TASK PROMPT:
Copy out each line below in which the string "ContentKind" appears.

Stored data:
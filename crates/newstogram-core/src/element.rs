//! Element model: one placed item on a canvas.

use crate::geometry::{rotated_bounds, rotated_contains};
use crate::widget::HandleRole;
use kurbo::{Point, Rect, Size, Vec2};
use peniko::Color;
use serde::{Deserialize, Serialize};
use uuid::Uuid;

/// Unique identifier for elements.
pub type ElementId = Uuid;

/// Serializable color representation (RGBA8).
#[derive(Debug, Clone, Copy, PartialEq, Eq, Serialize, Deserialize)]
pub struct SerializableColor {
    pub r: u8,
    pub g: u8,
    pub b: u8,
    pub a: u8,
}

impl SerializableColor {
    pub fn new(r: u8, g: u8, b: u8, a: u8) -> Self {
        Self { r, g, b, a }
    }

    pub fn black() -> Self {
        Self::new(0, 0, 0, 255)
    }

    pub fn white() -> Self {
        Self::new(255, 255, 255, 255)
    }

    pub fn transparent() -> Self {
        Self::new(0, 0, 0, 0)
    }

    /// `#rrggbb`, ignoring alpha. Fully transparent colors read as white,
    /// which is what a color input shows for an unset background.
    pub fn to_hex(&self) -> String {
        if self.a == 0 {
            return "#ffffff".to_string();
        }
        format!("#{:02x}{:02x}{:02x}", self.r, self.g, self.b)
    }

    /// Parse `#rrggbb` or `#rgb`.
    pub fn from_hex(hex: &str) -> Option<Self> {
        let digits = hex.trim().strip_prefix('#')?;
        if !digits.is_ascii() {
            return None;
        }
        let channel = |s: &str| u8::from_str_radix(s, 16).ok();
        match digits.len() {
            6 => Some(Self::new(
                channel(&digits[0..2])?,
                channel(&digits[2..4])?,
                channel(&digits[4..6])?,
                255,
            )),
            3 => {
                let expand = |s: &str| channel(s).map(|v| v * 17);
                Some(Self::new(
                    expand(&digits[0..1])?,
                    expand(&digits[1..2])?,
                    expand(&digits[2..3])?,
                    255,
                ))
            }
            _ => None,
        }
    }

    /// Opacity as a 0..=100 percentage.
    pub fn opacity_percent(&self) -> u8 {
        ((self.a as f64 / 255.0) * 100.0).round() as u8
    }

    /// Same color with alpha set from a 0..=100 percentage.
    pub fn with_opacity_percent(self, percent: u8) -> Self {
        let alpha = (percent.min(100) as f64 / 100.0 * 255.0).round() as u8;
        Self { a: alpha, ..self }
    }
}

impl From<Color> for SerializableColor {
    fn from(color: Color) -> Self {
        let rgba = color.to_rgba8();
        Self {
            r: rgba.r,
            g: rgba.g,
            b: rgba.b,
            a: rgba.a,
        }
    }
}

impl From<SerializableColor> for Color {
    fn from(color: SerializableColor) -> Self {
        Color::from_rgba8(color.r, color.g, color.b, color.a)
    }
}

/// Style of a text-bearing element, as exposed to the style panel.
#[derive(Debug, Clone, PartialEq, Serialize, Deserialize)]
pub struct TextStyle {
    pub font_family: String,
    pub font_size: f64,
    pub color: SerializableColor,
    /// Highlight behind the glyphs.
    pub background: SerializableColor,
    /// Fill of the element box itself.
    pub element_background: SerializableColor,
    pub bold: bool,
}

impl Default for TextStyle {
    fn default() -> Self {
        Self {
            font_family: "Arial".to_string(),
            font_size: 16.0,
            color: SerializableColor::black(),
            background: SerializableColor::transparent(),
            element_background: SerializableColor::transparent(),
            bold: false,
        }
    }
}

impl TextStyle {
    /// White-on-translucent-black headline style used for titles.
    pub fn title() -> Self {
        Self {
            font_size: 22.0,
            color: SerializableColor::white(),
            background: SerializableColor::new(0, 0, 0, 128),
            bold: true,
            ..Self::default()
        }
    }
}

/// Image payload.
#[derive(Debug, Clone, PartialEq, Serialize, Deserialize)]
pub struct ImageContent {
    /// URL or `data:` URL the host can draw.
    pub source: String,
    /// Intrinsic pixel size, when known.
    pub natural_size: Option<Size>,
    /// Decorative overlay asset (e.g. the gradient band); never gets a
    /// remove-background handle.
    #[serde(default)]
    pub overlay: bool,
}

/// What an element displays.
#[derive(Debug, Clone, PartialEq, Serialize, Deserialize)]
pub enum ElementContent {
    Image(ImageContent),
    /// An editable paragraph.
    Text { text: String, style: TextStyle },
    /// Host-provided markup with editable text inside, e.g. a title block.
    /// `caption` marks the auto-inserted title band pinned to the bottom.
    Html {
        markup: String,
        caption: bool,
        style: TextStyle,
    },
}

/// Coarse classification of [`ElementContent`].
#[derive(Debug, Clone, Copy, PartialEq, Eq, Hash, Serialize, Deserialize)]
pub enum ContentKind {
    Image,
    EditableText,
    GenericHtml,
}

impl ElementContent {
    /// Plain editable text.
    pub fn text(text: impl Into<String>) -> Self {
        ElementContent::Text {
            text: text.into(),
            style: TextStyle::default(),
        }
    }

    /// An image from a URL or data URL.
    pub fn image(source: impl Into<String>, natural_size: Option<Size>) -> Self {
        ElementContent::Image(ImageContent {
            source: source.into(),
            natural_size,
            overlay: false,
        })
    }

    pub fn kind(&self) -> ContentKind {
        match self {
            ElementContent::Image(_) => ContentKind::Image,
            ElementContent::Text { .. } => ContentKind::EditableText,
            ElementContent::Html { .. } => ContentKind::GenericHtml,
        }
    }

    /// Whether the content can be bound to a style panel.
    pub fn is_text_bearing(&self) -> bool {
        !matches!(self, ElementContent::Image(_))
    }

    /// Auto-inserted title band.
    pub fn is_caption(&self) -> bool {
        matches!(self, ElementContent::Html { caption: true, .. })
    }

    pub fn text_style(&self) -> Option<&TextStyle> {
        match self {
            ElementContent::Image(_) => None,
            ElementContent::Text { style, .. } | ElementContent::Html { style, .. } => Some(style),
        }
    }

    pub fn text_style_mut(&mut self) -> Option<&mut TextStyle> {
        match self {
            ElementContent::Image(_) => None,
            ElementContent::Text { style, .. } | ElementContent::Html { style, .. } => Some(style),
        }
    }

    /// Handle roles this content gets, in creation order.
    pub fn handle_roles(&self) -> Vec<HandleRole> {
        let mut roles = vec![
            HandleRole::Delete,
            HandleRole::Move,
            HandleRole::Resize,
            HandleRole::Rotate,
        ];
        if let ElementContent::Image(image) = self {
            if !image.overlay {
                roles.push(HandleRole::RemoveBackground);
            }
        }
        roles
    }
}

/// A placed, transformable item.
#[derive(Debug, Clone, Serialize, Deserialize)]
pub struct Element {
    pub(crate) id: ElementId,
    /// Top-left corner in canvas-local pixels (the unrotated layout box).
    pub position: Point,
    /// Unrotated layout size.
    pub size: Size,
    /// Rotation in degrees about the centre. Accumulates past ±360.
    pub rotation: f64,
    pub content: ElementContent,
    pub(crate) selected: bool,
}

impl Element {
    pub fn new(content: ElementContent, position: Point, size: Size) -> Self {
        Self {
            id: Uuid::new_v4(),
            position,
            size,
            rotation: 0.0,
            content,
            selected: false,
        }
    }

    pub fn id(&self) -> ElementId {
        self.id
    }

    pub fn is_selected(&self) -> bool {
        self.selected
    }

    pub fn kind(&self) -> ContentKind {
        self.content.kind()
    }

    /// Layout box in canvas-local coordinates.
    pub fn layout_rect(&self) -> Rect {
        Rect::from_origin_size(self.position, self.size)
    }

    /// Half extents of the unrotated box.
    pub fn half_extents(&self) -> Vec2 {
        Vec2::new(self.size.width / 2.0, self.size.height / 2.0)
    }

    /// Layout box in viewport coordinates, given the canvas surface origin.
    pub fn viewport_layout_rect(&self, canvas_origin: Point) -> Rect {
        self.layout_rect() + canvas_origin.to_vec2()
    }

    /// Rendered centre in viewport coordinates. Rotation is about the
    /// centre, so it is the same for the rotated and unrotated box.
    pub fn viewport_center(&self, canvas_origin: Point) -> Point {
        self.viewport_layout_rect(canvas_origin).center()
    }

    /// Rendered (post-rotation) axis-aligned bounds in viewport coordinates.
    pub fn viewport_bounds(&self, canvas_origin: Point) -> Rect {
        rotated_bounds(self.viewport_layout_rect(canvas_origin), self.rotation)
    }

    /// Rotation-aware containment test in viewport coordinates.
    pub fn contains(&self, point: Point, canvas_origin: Point) -> bool {
        rotated_contains(self.viewport_layout_rect(canvas_origin), self.rotation, point)
    }
}

#[cfg(test)]
mod tests {
    use super::*;

    #[test]
    fn test_handle_roles_by_kind() {
        let text = ElementContent::text("hello");
        assert_eq!(text.handle_roles().len(), 4);
        assert!(!text.handle_roles().contains(&HandleRole::RemoveBackground));

        let photo = ElementContent::image("https://example.com/a.jpg", None);
        assert_eq!(photo.handle_roles().len(), 5);
        assert!(photo.handle_roles().contains(&HandleRole::RemoveBackground));

        let overlay = ElementContent::Image(ImageContent {
            source: "gradient.png".into(),
            natural_size: None,
            overlay: true,
        });
        assert_eq!(overlay.handle_roles().len(), 4);
    }

    #[test]
    fn test_kinds() {
        assert_eq!(ElementContent::text("a").kind(), ContentKind::EditableText);
        assert_eq!(ElementContent::image("a", None).kind(), ContentKind::Image);
        let html = ElementContent::Html {
            markup: "<h3>a</h3>".into(),
            caption: true,
            style: TextStyle::title(),
        };
        assert_eq!(html.kind(), ContentKind::GenericHtml);
        assert!(html.is_caption());
        assert!(html.is_text_bearing());
        assert!(!ElementContent::image("a", None).is_text_bearing());
    }

    #[test]
    fn test_viewport_center_ignores_rotation() {
        let mut element = Element::new(
            ElementContent::text("a"),
            Point::new(10.0, 20.0),
            Size::new(100.0, 50.0),
        );
        let origin = Point::new(200.0, 100.0);
        assert_eq!(element.viewport_center(origin), Point::new(260.0, 145.0));
        element.rotation = 37.0;
        let center = element.viewport_center(origin);
        assert!((center.x - 260.0).abs() < 1e-9);
        assert!((center.y - 145.0).abs() < 1e-9);
        let bounds = element.viewport_bounds(origin);
        assert!((bounds.center().x - 260.0).abs() < 1e-6);
        assert!(bounds.width() > 100.0);
    }

    #[test]
    fn test_hex_round_trip() {
        let c = SerializableColor::from_hex("#1a2B3c").unwrap();
        assert_eq!(c, SerializableColor::new(0x1a, 0x2b, 0x3c, 255));
        assert_eq!(c.to_hex(), "#1a2b3c");
        assert_eq!(SerializableColor::from_hex("#fff"), Some(SerializableColor::white()));
        assert_eq!(SerializableColor::from_hex("nope"), None);
        assert_eq!(SerializableColor::transparent().to_hex(), "#ffffff");
    }

    #[test]
    fn test_opacity_percent() {
        let c = SerializableColor::black().with_opacity_percent(50);
        assert_eq!(c.a, 128);
        assert_eq!(c.opacity_percent(), 50);
        assert_eq!(SerializableColor::black().with_opacity_percent(250).a, 255);
    }

    #[test]
    fn test_peniko_conversion() {
        let color: Color = SerializableColor::new(10, 20, 30, 255).into();
        let back: SerializableColor = color.into();
        assert_eq!(back, SerializableColor::new(10, 20, 30, 255));
    }
}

SOLUTION FOR THIS EXERCISE:
pub enum ContentKind {
    pub fn kind(&self) -> ContentKind {
            ElementContent::Image(_) => ContentKind::Image,
            ElementContent::Text { .. } => ContentKind::EditableText,
            ElementContent::Html { .. } => ContentKind::GenericHtml,
    pub fn kind(&self) -> ContentKind {
        assert_eq!(ElementContent::text("a").kind(), ContentKind::EditableText);
        assert_eq!(ElementContent::image("a", None).kind(), ContentKind::Image);
        assert_eq!(html.kind(), ContentKind::GenericHtml);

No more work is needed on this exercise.